[Collected data]
::::::
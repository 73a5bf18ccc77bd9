//! Bucket operation executor

use crate::classify::{Outcome, classify};
use crate::client::BucketClient;
use cosi_common::{ProvisionerError, Result};
use tracing::{info, warn};

/// Create `name` with a single backend call.
///
/// A bucket already owned by the caller counts as created, so a sidecar
/// retrying an identical request converges. A bucket owned by anyone else
/// is an `AlreadyExists` failure.
pub async fn create_bucket(client: &dyn BucketClient, name: &str) -> Result<()> {
    info!(bucket = name, "starting bucket creation");

    let result = client.create_bucket(name).await;
    match classify(&result) {
        Outcome::Success => {
            info!(bucket = name, "bucket creation succeeded");
            Ok(())
        }
        Outcome::AlreadyOwnedByCaller => {
            info!(bucket = name, "bucket already owned by caller, treating as created");
            Ok(())
        }
        Outcome::AlreadyOwnedByOther => {
            warn!(bucket = name, "bucket name taken by another owner");
            Err(ProvisionerError::already_exists(format!(
                "bucket {name} already exists"
            )))
        }
        Outcome::Internal => {
            let cause = result.err().map(|e| e.message).unwrap_or_default();
            Err(ProvisionerError::internal(format!(
                "failed to create bucket {name}: {cause}"
            )))
        }
    }
}
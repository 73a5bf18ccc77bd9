//! COSI S3 Driver
//!
//! This binary serves the COSI Identity and Provisioner services on a Unix
//! socket shared with the objectstorage-provisioner sidecar.

use anyhow::{Context, Result};
use clap::Parser;
use cosi_common::config::{DEFAULT_DRIVER_ADDRESS, DEFAULT_DRIVER_NAME, DEFAULT_LOG_LEVEL};
use cosi_common::{DriverAddress, DriverConfig};
use cosi_driver::{DriverServer, IdentityService, ProvisionerService, logging};
use cosi_s3::{CredentialResolver, KubeSecretSource, S3ClientFactory};
use std::path::PathBuf;
use std::sync::Arc;
use tracing::{info, warn};

#[derive(Parser, Debug)]
#[command(name = "cosi-driver")]
#[command(about = "COSI driver provisioning buckets on S3-compatible storage")]
#[command(version)]
struct Args {
    /// Listen address; only unix:// sockets are accepted
    #[arg(long, env = "COSI_ENDPOINT", default_value = DEFAULT_DRIVER_ADDRESS)]
    driver_address: DriverAddress,

    /// Provisioner name reported to the sidecar
    #[arg(long, env = "DRIVER_NAME", default_value = DEFAULT_DRIVER_NAME)]
    driver_name: String,

    /// PEM trust anchor for backends whose secret carries none
    #[arg(long, env = "COSI_S3_CA_CERT")]
    s3_ca_cert: Option<PathBuf>,

    /// Log backend requests
    #[arg(long, env = "COSI_DEBUG", default_value_t = false)]
    debug: bool,

    /// Log level
    #[arg(long, default_value = DEFAULT_LOG_LEVEL)]
    log_level: String,
}

impl From<Args> for DriverConfig {
    fn from(args: Args) -> Self {
        Self {
            driver_name: args.driver_name,
            address: args.driver_address,
            log_level: args.log_level,
            debug: args.debug,
            ca_cert_path: args.s3_ca_cert,
        }
    }
}

#[tokio::main]
async fn main() -> Result<()> {
    // Parse command line arguments
    let config = DriverConfig::from(Args::parse());

    // Initialize logging
    logging::init(&config.log_level, config.debug);

    info!("Starting COSI S3 driver");
    info!("Driver name: {}", config.driver_name);
    if config.driver_name.is_empty() {
        warn!("Driver name is empty; DriverGetInfo will be rejected");
    }

    let trust_anchor = match &config.ca_cert_path {
        Some(path) => {
            let pem = tokio::fs::read(path)
                .await
                .with_context(|| format!("failed to read CA certificate {}", path.display()))?;
            cosi_s3::tls::root_store(&pem)
                .with_context(|| format!("invalid CA certificate {}", path.display()))?;
            info!("Default trust anchor: {}", path.display());
            Some(pem)
        }
        None => None,
    };

    let kube_client = kube::Client::try_default()
        .await
        .context("failed to create Kubernetes client")?;
    let resolver = CredentialResolver::new(Arc::new(KubeSecretSource::new(kube_client)))
        .with_default_trust_anchor(trust_anchor);

    let identity = IdentityService::new(config.driver_name.clone());
    let provisioner = ProvisionerService::new(Arc::new(S3ClientFactory::new(resolver)));

    DriverServer::bind(config.address)?
        .serve_with_shutdown(identity, provisioner, shutdown_signal())
        .await?;

    info!("COSI driver shut down gracefully");

    Ok(())
}

/// Resolves on Ctrl-C or SIGTERM
async fn shutdown_signal() {
    let ctrl_c = async {
        tokio::signal::ctrl_c().await.ok();
    };
    let terminate = async {
        match tokio::signal::unix::signal(tokio::signal::unix::SignalKind::terminate()) {
            Ok(mut sigterm) => {
                sigterm.recv().await;
            }
            Err(e) => {
                warn!("Failed to install SIGTERM handler: {}", e);
                std::future::pending::<()>().await;
            }
        }
    };

    tokio::select! {
        () = ctrl_c => {},
        () = terminate => {},
    }
    info!("Shutting down...");
}

#[cfg(test)]
mod tests {
    use super::*;
    use std::path::Path;

    #[test]
    fn test_args_into_config() {
        let args = Args::try_parse_from([
            "cosi-driver",
            "--driver-address",
            "unix:///tmp/cosi/driver.sock",
            "--driver-name",
            "s3.example.com",
            "--s3-ca-cert",
            "/etc/cosi/ca.pem",
            "--debug",
            "--log-level",
            "warn",
        ])
        .unwrap();
        let config = DriverConfig::from(args);

        assert_eq!(config.address.path(), Path::new("/tmp/cosi/driver.sock"));
        assert_eq!(config.driver_name, "s3.example.com");
        assert_eq!(config.ca_cert_path.as_deref(), Some(Path::new("/etc/cosi/ca.pem")));
        assert_eq!(config.log_level, "warn");
        assert!(config.debug);
    }

    #[test]
    fn test_args_reject_network_address() {
        let err = Args::try_parse_from(["cosi-driver", "--driver-address", "tcp://0.0.0.0:9000"])
            .unwrap_err();
        assert!(err.to_string().contains("unsupported scheme"));
    }
}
::::::
TASK DIRECTIONS —
Total the lines in the records above that contain the string "format". Write only that total.

FINAL ANSWER —
4